▶ _Task to carry out_:
Below are the records; repeat them in full, exactly.

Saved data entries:
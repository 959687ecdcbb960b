//! Admin REST API under `/api/v1/admin`.
//!
//! The same operations as the HTML screens, answered in the
//! `{ "success": bool, "data" | "error": ... }` envelope. Extractor
//! failures use the envelope too.

use axum::{
    Json,
    extract::{FromRequest, FromRequestParts, State},
    http::StatusCode,
};
use serde::{Deserialize, Serialize};
use tracing::instrument;

use emporium_core::api::{ApiResponse, BulkOutcome, ListQuery, Paginated};

use crate::error::{ApiError, ApiResult};
use crate::middleware::{RequireAdminAuth, RequireWriteAccess};
use crate::resources::{Ctx, Editable, Patch, Resource, found, run_bulk};
use crate::state::AppState;

/// JSON body extractor whose rejection uses the API envelope.
#[derive(Debug, FromRequest)]
#[from_request(via(axum::Json), rejection(ApiError))]
pub struct ApiJson<T>(pub T);

/// Query string extractor whose rejection uses the API envelope.
#[derive(Debug, FromRequestParts)]
#[from_request(via(axum::extract::Query), rejection(ApiError))]
pub struct ApiQuery<T>(pub T);

/// Path extractor whose rejection uses the API envelope.
#[derive(Debug, FromRequestParts)]
#[from_request(via(axum::extract::Path), rejection(ApiError))]
pub struct ApiPath<T>(pub T);

/// Body of `POST /api/v1/admin/{resource}/bulk`.
#[derive(Debug, Clone, Deserialize)]
pub struct BulkRequest {
    pub ids: Vec<i32>,
    pub action: String,
}

/// Data returned by a successful delete.
#[derive(Debug, Clone, Serialize)]
pub struct Deleted<Id> {
    pub id: Id,
    pub deleted: bool,
}

#[instrument(skip_all, fields(resource = R::PATH))]
pub async fn list<R: Resource>(
    RequireAdminAuth(_admin): RequireAdminAuth,
    State(state): State<AppState>,
    ApiQuery(query): ApiQuery<ListQuery>,
) -> ApiResult<Paginated<R::Record>> {
    let page = R::list(state.pool(), &query).await?;
    Ok(Json(ApiResponse::ok(page)))
}

#[instrument(skip_all, fields(resource = R::PATH, id = %id))]
pub async fn show<R: Resource>(
    RequireAdminAuth(_admin): RequireAdminAuth,
    State(state): State<AppState>,
    ApiPath(id): ApiPath<R::Id>,
) -> ApiResult<R::Record> {
    let record = found(R::get(state.pool(), id).await?)?;
    Ok(Json(ApiResponse::ok(record)))
}

#[instrument(skip_all, fields(resource = R::PATH))]
pub async fn create<R: Editable>(
    RequireWriteAccess(admin): RequireWriteAccess,
    State(state): State<AppState>,
    ApiJson(input): ApiJson<R::Input>,
) -> Result<(StatusCode, Json<ApiResponse<R::Record>>), ApiError> {
    let record = R::create(Ctx::new(state.pool(), &admin), input).await?;
    tracing::info!(resource = R::PATH, id = %R::id(&record), admin_id = %admin.id, "Record created via API");
    Ok((StatusCode::CREATED, Json(ApiResponse::ok(record))))
}

#[instrument(skip_all, fields(resource = R::PATH, id = %id))]
pub async fn update<R: Editable>(
    RequireWriteAccess(admin): RequireWriteAccess,
    State(state): State<AppState>,
    ApiPath(id): ApiPath<R::Id>,
    ApiJson(input): ApiJson<R::Input>,
) -> ApiResult<R::Record> {
    let record = R::update(Ctx::new(state.pool(), &admin), id, input).await?;
    tracing::info!(resource = R::PATH, %id, admin_id = %admin.id, "Record updated via API");
    Ok(Json(ApiResponse::ok(record)))
}

#[instrument(skip_all, fields(resource = R::PATH, id = %id))]
pub async fn patch<R: Resource>(
    RequireWriteAccess(admin): RequireWriteAccess,
    State(state): State<AppState>,
    ApiPath(id): ApiPath<R::Id>,
    ApiJson(patch): ApiJson<Patch>,
) -> ApiResult<R::Record> {
    let record = R::patch(Ctx::new(state.pool(), &admin), id, patch).await?;
    Ok(Json(ApiResponse::ok(record)))
}

#[instrument(skip_all, fields(resource = R::PATH, id = %id))]
pub async fn delete<R: Editable>(
    RequireWriteAccess(admin): RequireWriteAccess,
    State(state): State<AppState>,
    ApiPath(id): ApiPath<R::Id>,
) -> ApiResult<Deleted<R::Id>> {
    R::delete(Ctx::new(state.pool(), &admin), id).await?;
    tracing::info!(resource = R::PATH, %id, admin_id = %admin.id, "Record deleted via API");
    Ok(Json(ApiResponse::ok(Deleted { id, deleted: true })))
}

#[instrument(skip_all, fields(resource = R::PATH, action = %request.action))]
pub async fn bulk<R: Resource>(
    RequireWriteAccess(admin): RequireWriteAccess,
    State(state): State<AppState>,
    ApiJson(request): ApiJson<BulkRequest>,
) -> ApiResult<BulkOutcome> {
    let ids = request.ids.into_iter().map(R::Id::from).collect();
    let outcome = run_bulk::<R>(Ctx::new(state.pool(), &admin), ids, &request.action).await?;
    Ok(Json(ApiResponse::ok(outcome)))
}
//! Admin authentication error types.

use thiserror::Error;

use emporium_db::RepositoryError;

/// Errors that can occur during back-office authentication and account
/// management.
#[derive(Debug, Error)]
pub enum AuthError {
    /// Unknown email, wrong password, or no password set.
    #[error("invalid email or password")]
    InvalidCredentials,

    /// The account exists but may not sign in to the back-office.
    #[error("account is disabled or has no back-office access")]
    AccessDenied,

    /// A password is required but none was given.
    #[error("a password is required")]
    PasswordRequired,

    /// Argon2 could not hash the password.
    #[error("failed to hash password")]
    PasswordHash,

    /// Repository/database error.
    #[error(transparent)]
    Repository(#[from] RepositoryError),
}

impl From<AuthError> for RepositoryError {
    fn from(err: AuthError) -> Self {
        match err {
            AuthError::Repository(inner) => inner,
            AuthError::PasswordHash => Self::DataCorruption(err.to_string()),
            other => Self::Validation(other.to_string()),
        }
    }
}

▶ _Your solution_:
repository 959687ecdcbb960b
//! Admin REST API under `/api/v1/admin`.
//!
//! The same operations as the HTML screens, answered in the
//! `{ "success": bool, "data" | "error": ... }` envelope. Extractor
//! failures use the envelope too.

use axum::{
    Json,
    extract::{FromRequest, FromRequestParts, State},
    http::StatusCode,
};
use serde::{Deserialize, Serialize};
use tracing::instrument;

use emporium_core::api::{ApiResponse, BulkOutcome, ListQuery, Paginated};

use crate::error::{ApiError, ApiResult};
use crate::middleware::{RequireAdminAuth, RequireWriteAccess};
use crate::resources::{Ctx, Editable, Patch, Resource, found, run_bulk};
use crate::state::AppState;

/// JSON body extractor whose rejection uses the API envelope.
#[derive(Debug, FromRequest)]
#[from_request(via(axum::Json), rejection(ApiError))]
pub struct ApiJson<T>(pub T);

/// Query string extractor whose rejection uses the API envelope.
#[derive(Debug, FromRequestParts)]
#[from_request(via(axum::extract::Query), rejection(ApiError))]
pub struct ApiQuery<T>(pub T);

/// Path extractor whose rejection uses the API envelope.
#[derive(Debug, FromRequestParts)]
#[from_request(via(axum::extract::Path), rejection(ApiError))]
pub struct ApiPath<T>(pub T);

/// Body of `POST /api/v1/admin/{resource}/bulk`.
#[derive(Debug, Clone, Deserialize)]
pub struct BulkRequest {
    pub ids: Vec<i32>,
    pub action: String,
}

/// Data returned by a successful delete.
#[derive(Debug, Clone, Serialize)]
pub struct Deleted<Id> {
    pub id: Id,
    pub deleted: bool,
}

#[instrument(skip_all, fields(resource = R::PATH))]
pub async fn list<R: Resource>(
    RequireAdminAuth(_admin): RequireAdminAuth,
    State(state): State<AppState>,
    ApiQuery(query): ApiQuery<ListQuery>,
) -> ApiResult<Paginated<R::Record>> {
    let page = R::list(state.pool(), &query).await?;
    Ok(Json(ApiResponse::ok(page)))
}

#[instrument(skip_all, fields(resource = R::PATH, id = %id))]
pub async fn show<R: Resource>(
    RequireAdminAuth(_admin): RequireAdminAuth,
    State(state): State<AppState>,
    ApiPath(id): ApiPath<R::Id>,
) -> ApiResult<R::Record> {
    let record = found(R::get(state.pool(), id).await?)?;
    Ok(Json(ApiResponse::ok(record)))
}

#[instrument(skip_all, fields(resource = R::PATH))]
pub async fn create<R: Editable>(
    RequireWriteAccess(admin): RequireWriteAccess,
    State(state): State<AppState>,
    ApiJson(input): ApiJson<R::Input>,
) -> Result<(StatusCode, Json<ApiResponse<R::Record>>), ApiError> {
    let record = R::create(Ctx::new(state.pool(), &admin), input).await?;
    tracing::info!(resource = R::PATH, id = %R::id(&record), admin_id = %admin.id, "Record created via API");
    Ok((StatusCode::CREATED, Json(ApiResponse::ok(record))))
}

#[instrument(skip_all, fields(resource = R::PATH, id = %id))]
pub async fn update<R: Editable>(
    RequireWriteAccess(admin): RequireWriteAccess,
    State(state): State<AppState>,
    ApiPath(id): ApiPath<R::Id>,
    ApiJson(input): ApiJson<R::Input>,
) -> ApiResult<R::Record> {
    let record = R::update(Ctx::new(state.pool(), &admin), id, input).await?;
    tracing::info!(resource = R::PATH, %id, admin_id = %admin.id, "Record updated via API");
    Ok(Json(ApiResponse::ok(record)))
}

#[instrument(skip_all, fields(resource = R::PATH, id = %id))]
pub async fn patch<R: Resource>(
    RequireWriteAccess(admin): RequireWriteAccess,
    State(state): State<AppState>,
    ApiPath(id): ApiPath<R::Id>,
    ApiJson(patch): ApiJson<Patch>,
) -> ApiResult<R::Record> {
    let record = R::patch(Ctx::new(state.pool(), &admin), id, patch).await?;
    Ok(Json(ApiResponse::ok(record)))
}

#[instrument(skip_all, fields(resource = R::PATH, id = %id))]
pub async fn delete<R: Editable>(
    RequireWriteAccess(admin): RequireWriteAccess,
    State(state): State<AppState>,
    ApiPath(id): ApiPath<R::Id>,
) -> ApiResult<Deleted<R::Id>> {
    R::delete(Ctx::new(state.pool(), &admin), id).await?;
    tracing::info!(resource = R::PATH, %id, admin_id = %admin.id, "Record deleted via API");
    Ok(Json(ApiResponse::ok(Deleted { id, deleted: true })))
}

#[instrument(skip_all, fields(resource = R::PATH, action = %request.action))]
pub async fn bulk<R: Resource>(
    RequireWriteAccess(admin): RequireWriteAccess,
    State(state): State<AppState>,
    ApiJson(request): ApiJson<BulkRequest>,
) -> ApiResult<BulkOutcome> {
    let ids = request.ids.into_iter().map(R::Id::from).collect();
    let outcome = run_bulk::<R>(Ctx::new(state.pool(), &admin), ids, &request.action).await?;
    Ok(Json(ApiResponse::ok(outcome)))
}
//! Admin authentication error types.

use thiserror::Error;

use emporium_db::RepositoryError;

/// Errors that can occur during back-office authentication and account
/// management.
#[derive(Debug, Error)]
pub enum AuthError {
    /// Unknown email, wrong password, or no password set.
    #[error("invalid email or password")]
    InvalidCredentials,

    /// The account exists but may not sign in to the back-office.
    #[error("account is disabled or has no back-office access")]
    AccessDenied,

    /// A password is required but none was given.
    #[error("a password is required")]
    PasswordRequired,

    /// Argon2 could not hash the password.
    #[error("failed to hash password")]
    PasswordHash,

    /// Repository/database error.
    #[error(transparent)]
    Repository(#[from] RepositoryError),
}

impl From<AuthError> for RepositoryError {
    fn from(err: AuthError) -> Self {
        match err {
            AuthError::Repository(inner) => inner,
            AuthError::PasswordHash => Self::DataCorruption(err.to_string()),
            other => Self::Validation(other.to_string()),
        }
    }
}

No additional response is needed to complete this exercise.